Originally published June 23 2005
Radio soap star reenacts life with Alzheimer's afflicted husband on program
by Mike Adams, the Health Ranger, NaturalNews Editor
The Telegraph reports that June Spencer, longtime star of radio soap opera "The Archers" -- which plays on Britain's Radio 4 -- lived with her husband's Alzheimer's disease for four years before he passed away, and will now relive that to a degree as her character's husband slowly succumbs to dementia.
It has been a gruelling role to play for the 86-year-old - better known as Peggy Wooley from Radio 4's long-running soap - since programme editors announced that they were introducing an Alzheimer's storyline and that the victim would be her radio "husband" Jack, played by Arnold Peters.
It is four years since June's husband Roger died of a stroke, having suffered for many years from dementia.

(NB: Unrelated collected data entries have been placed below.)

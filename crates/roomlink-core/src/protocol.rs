//! Wire protocol
//!
//! Two closed message sets:
//!
//! * [`SignalingMessage`] travels over the relayed channel as JSON text,
//!   tagged by a kebab-case `"type"` field.
//! * [`PeerFrame`] travels over direct links as bincode, with a big-endian
//!   `u32` length prefix on stream transports. Bridge traffic relayed through
//!   the coordinator wraps a `PeerFrame` in [`SignalingMessage::Relay`].

use serde::{Deserialize, Serialize};

use crate::bridge::{BridgeEnvelope, NackReason};
use crate::errors::{Result, RoomlinkError};
use crate::message::ChatMessage;
use crate::presence::PresenceRecord;
use crate::types::{MessageId, PeerId, RoomId, Timestamp};

// ----------------------------------------------------------------------------
// Constants
// ----------------------------------------------------------------------------

/// Largest accepted direct-link frame body
pub const MAX_FRAME_LEN: usize = 64 * 1024;

/// Length prefix size on stream transports
pub const FRAME_HEADER_LEN: usize = 4;

/// Error codes carried by [`SignalingMessage::Error`]
pub mod error_codes {
    pub const PEER_NOT_FOUND: &str = "peer-not-found";
    pub const BAD_FRAME: &str = "bad-frame";
    pub const NOT_JOINED: &str = "not-joined";
    pub const INVALID_MESSAGE: &str = "invalid-message";
    pub const ROOM_FULL: &str = "room-full";
}

/// Reasons carried by [`SignalingMessage::PeerLeft`]
pub mod leave_reasons {
    pub const LEFT: &str = "left";
    pub const DISCONNECTED: &str = "disconnected";
    pub const REPLACED: &str = "replaced";
    pub const TIMEOUT: &str = "timeout";
}

// ----------------------------------------------------------------------------
// Signaling Messages
// ----------------------------------------------------------------------------

/// Roster entry
#[derive(Debug, Clone, PartialEq, Eq, Serialize, Deserialize)]
pub struct PeerInfo {
    pub peer_id: PeerId,
    pub display_name: String,
}

/// Messages exchanged with the coordinator over the relayed channel
#[derive(Debug, Clone, PartialEq, Serialize, Deserialize)]
#[serde(tag = "type", rename_all = "kebab-case")]
pub enum SignalingMessage {
    JoinRoom {
        room_id: RoomId,
        peer_id: PeerId,
        display_name: String,
    },
    /// Reply to `join-room`: everyone else already in the room
    Roster { room_id: RoomId, peers: Vec<PeerInfo> },
    LeaveRoom,
    PeerJoined { peer_id: PeerId, display_name: String },
    PeerLeft {
        peer_id: PeerId,
        display_name: String,
        reason: String,
    },
    ChatMessage { room_id: RoomId, message: ChatMessage },
    DeliveryAck {
        message_id: MessageId,
        delivered_at: Timestamp,
    },
    RequestConnection {
        target_peer_id: PeerId,
        from_peer_id: PeerId,
        /// Dialable direct-transport address of the requester
        address: String,
    },
    ConnectionResponse {
        target_peer_id: PeerId,
        from_peer_id: PeerId,
        accepted: bool,
        /// Dialable address of the responder when accepted
        #[serde(default)]
        address: Option<String>,
    },
    HealthPing { timestamp: Timestamp },
    HealthPong {
        timestamp: Timestamp,
        original_timestamp: Timestamp,
    },
    Presence { record: PresenceRecord },
    /// Opaque direct-link frame delivered by coordinator unicast
    Relay {
        target_peer_id: PeerId,
        from_peer_id: PeerId,
        envelope: PeerFrame,
    },
    Error { code: String, detail: String },
}

impl SignalingMessage {
    /// Encode as a JSON text frame
    pub fn encode(&self) -> Result<String> {
        Ok(serde_json::to_string(self)?)
    }

    /// Decode a JSON text frame
    pub fn decode(text: &str) -> Result<Self> {
        Ok(serde_json::from_str(text)?)
    }

    pub fn error<C: Into<String>, D: Into<String>>(code: C, detail: D) -> Self {
        SignalingMessage::Error {
            code: code.into(),
            detail: detail.into(),
        }
    }

    /// Wire tag, used in log lines
    pub fn kind(&self) -> &'static str {
        match self {
            SignalingMessage::JoinRoom { .. } => "join-room",
            SignalingMessage::Roster { .. } => "roster",
            SignalingMessage::LeaveRoom => "leave-room",
            SignalingMessage::PeerJoined { .. } => "peer-joined",
            SignalingMessage::PeerLeft { .. } => "peer-left",
            SignalingMessage::ChatMessage { .. } => "chat-message",
            SignalingMessage::DeliveryAck { .. } => "delivery-ack",
            SignalingMessage::RequestConnection { .. } => "request-connection",
            SignalingMessage::ConnectionResponse { .. } => "connection-response",
            SignalingMessage::HealthPing { .. } => "health-ping",
            SignalingMessage::HealthPong { .. } => "health-pong",
            SignalingMessage::Presence { .. } => "presence",
            SignalingMessage::Relay { .. } => "relay",
            SignalingMessage::Error { .. } => "error",
        }
    }
}

// ----------------------------------------------------------------------------
// Direct-Link Frames
// ----------------------------------------------------------------------------

/// Frames exchanged over a direct link
#[derive(Debug, Clone, PartialEq, Serialize, Deserialize)]
pub enum PeerFrame {
    /// First frame on a freshly dialed link
    Hello { peer_id: PeerId, room_id: RoomId },
    Chat(ChatMessage),
    /// Round-trip probe; `padding` feeds the bandwidth estimate
    Probe {
        nonce: u64,
        sent_at: Timestamp,
        padding: Vec<u8>,
    },
    ProbeReply {
        nonce: u64,
        sent_at: Timestamp,
        padding_len: u32,
    },
    Presence(PresenceRecord),
    Bridge(BridgeEnvelope),
    BridgeAck {
        message_id: MessageId,
        origin: PeerId,
        recipient: PeerId,
    },
    BridgeNack {
        message_id: MessageId,
        origin: PeerId,
        recipient: PeerId,
        reason: NackReason,
    },
    Close { reason: String },
}

impl PeerFrame {
    pub fn kind(&self) -> &'static str {
        match self {
            PeerFrame::Hello { .. } => "hello",
            PeerFrame::Chat(_) => "chat",
            PeerFrame::Probe { .. } => "probe",
            PeerFrame::ProbeReply { .. } => "probe-reply",
            PeerFrame::Presence(_) => "presence",
            PeerFrame::Bridge(_) => "bridge",
            PeerFrame::BridgeAck { .. } => "bridge-ack",
            PeerFrame::BridgeNack { .. } => "bridge-nack",
            PeerFrame::Close { .. } => "close",
        }
    }
}

/// Serialize a frame body without the length prefix
pub fn encode_frame_body(frame: &PeerFrame) -> Result<Vec<u8>> {
    let body = bincode::serialize(frame)?;
    if body.len() > MAX_FRAME_LEN {
        return Err(RoomlinkError::invalid_message(format!(
            "Frame of {} bytes exceeds maximum {}",
            body.len(),
            MAX_FRAME_LEN
        )));
    }
    Ok(body)
}

/// Serialize a frame with its `u32` big-endian length prefix
pub fn encode_frame(frame: &PeerFrame) -> Result<Vec<u8>> {
    let body = encode_frame_body(frame)?;
    let mut out = Vec::with_capacity(FRAME_HEADER_LEN + body.len());
    out.extend_from_slice(&(body.len() as u32).to_be_bytes());
    out.extend_from_slice(&body);
    Ok(out)
}

/// Deserialize a frame body
pub fn decode_frame_body(body: &[u8]) -> Result<PeerFrame> {
    if body.len() > MAX_FRAME_LEN {
        return Err(RoomlinkError::invalid_message("Frame exceeds maximum length"));
    }
    Ok(bincode::deserialize(body)?)
}

/// Validate a length prefix read from a stream
pub fn frame_len(header: [u8; FRAME_HEADER_LEN]) -> Result<usize> {
    let len = u32::from_be_bytes(header) as usize;
    if len == 0 || len > MAX_FRAME_LEN {
        return Err(RoomlinkError::invalid_message(format!(
            "Invalid frame length {len}"
        )));
    }
    Ok(len)
}

// ----------------------------------------------------------------------------
// Stream Decoder
// ----------------------------------------------------------------------------

/// Incremental decoder for length-prefixed frames
#[derive(Debug, Default)]
pub struct FrameDecoder {
    buffer: Vec<u8>,
}

impl FrameDecoder {
    pub fn new() -> Self {
        Self::default()
    }

    pub fn extend(&mut self, bytes: &[u8]) {
        self.buffer.extend_from_slice(bytes);
    }

    /// Next complete frame, if the buffer holds one
    pub fn next_frame(&mut self) -> Result<Option<PeerFrame>> {
        if self.buffer.len() < FRAME_HEADER_LEN {
            return Ok(None);
        }
        let mut header = [0u8; FRAME_HEADER_LEN];
        header.copy_from_slice(&self.buffer[..FRAME_HEADER_LEN]);
        let len = frame_len(header)?;
        if self.buffer.len() < FRAME_HEADER_LEN + len {
            return Ok(None);
        }
        let frame = decode_frame_body(&self.buffer[FRAME_HEADER_LEN..FRAME_HEADER_LEN + len])?;
        self.buffer.drain(..FRAME_HEADER_LEN + len);
        Ok(Some(frame))
    }
}
// ----------------------------------------------------------------------------
// Registry State
// ----------------------------------------------------------------------------

#[derive(Debug)]
struct RelayedConnection {
    sender: SignalingSender,
    peer: Option<(PeerId, RoomId)>,
    connected_at: Timestamp,
    last_activity: Timestamp,
    probe_sent_at: Option<Timestamp>,
}

#[derive(Debug, Clone)]
struct Participant {
    display_name: String,
    connection_id: ConnectionId,
    joined_at: Timestamp,
    direct_links: HashSet<PeerId>,
}

#[derive(Debug)]
struct Room {
    participants: HashMap<PeerId, Participant>,
    created_at: Timestamp,
}

#[derive(Debug, Default)]
struct Membership {
    rooms: HashMap<RoomId, Room>,
    /// Room each joined peer currently sits in
    peers: HashMap<PeerId, RoomId>,
}

/// Read-only view of one room
#[derive(Debug, Clone, PartialEq, Eq)]
pub struct RoomSnapshot {
    pub room_id: RoomId,
    pub participants: Vec<PeerInfo>,
    pub created_at: Timestamp,
}

/// Read-only view of one participant
#[derive(Debug, Clone, PartialEq, Eq)]
pub struct ParticipantSnapshot {
    pub peer_id: PeerId,
    pub display_name: String,
    pub room_id: RoomId,
    pub connection_id: ConnectionId,
    pub joined_at: Timestamp,
    pub direct_links: Vec<PeerId>,
}

/// Liveness bookkeeping for one relayed connection
#[derive(Debug, Clone, Copy, PartialEq, Eq)]
pub struct ConnectionActivity {
    pub connection_id: ConnectionId,
    pub connected_at: Timestamp,
    pub last_activity: Timestamp,
    pub probe_sent_at: Option<Timestamp>,
}

// ----------------------------------------------------------------------------
// Room Coordinator
// ----------------------------------------------------------------------------

/// Authoritative registry of rooms, participants and relayed connections
pub struct RoomCoordinator {
    config: CoordinatorConfig,
    clock: Arc<dyn TimeSource>,
    next_connection: AtomicU64,
    connections: DashMap<ConnectionId, RelayedConnection>,
    membership: Mutex<Membership>,
}

impl std::fmt::Debug for RoomCoordinator {
    fn fmt(&self, f: &mut std::fmt::Formatter<'_>) -> std::fmt::Result {
        f.debug_struct("RoomCoordinator")
            .field("connections", &self.connections.len())
            .finish()
    }
}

When the programme's editor, Vanessa Whitburn, and her team of scriptwriters decided Alzheimer's should visit Ambridge, they knew that for June, fiction would be mixed with reality.
Handling the subject would have to be done sensitively, Whitburn realised, so she invited Spencer to a script conference to describe her experiences of the loneliness of caring for a man who was slowly losing his mind.
She told the enthralled scriptwriters of the anxiety she suffered in the months leading up to his death, especially when she had to leave him at their Surrey home to travel to Birmingham to record The Archers.
Jack Wooley has been diagnosed with dementia - although the word Alzheimer's has not been uttered.
If June Spencer has been challenged by the plot, then so too has Arnold Peters in portraying Jack.
Spencer admits to having felt emotional when she listened back to the episode in which Jack and Peggy go to see a specialist.
One reason that Spencer agreed to subject herself to a long-running storyline that would inevitably dig up sad memories is that she is passionate about the need for more Alzheimer's research.
The recording of episodes featuring Jack's diagnosis coincided with news of the proposal by the National Institute of Clinical Excellence (Nice) to withdraw the only three drugs that treat Alzheimer's - Aricept, Exelon and Reminyl - on the strongly disputed grounds of lack of cost effectiveness.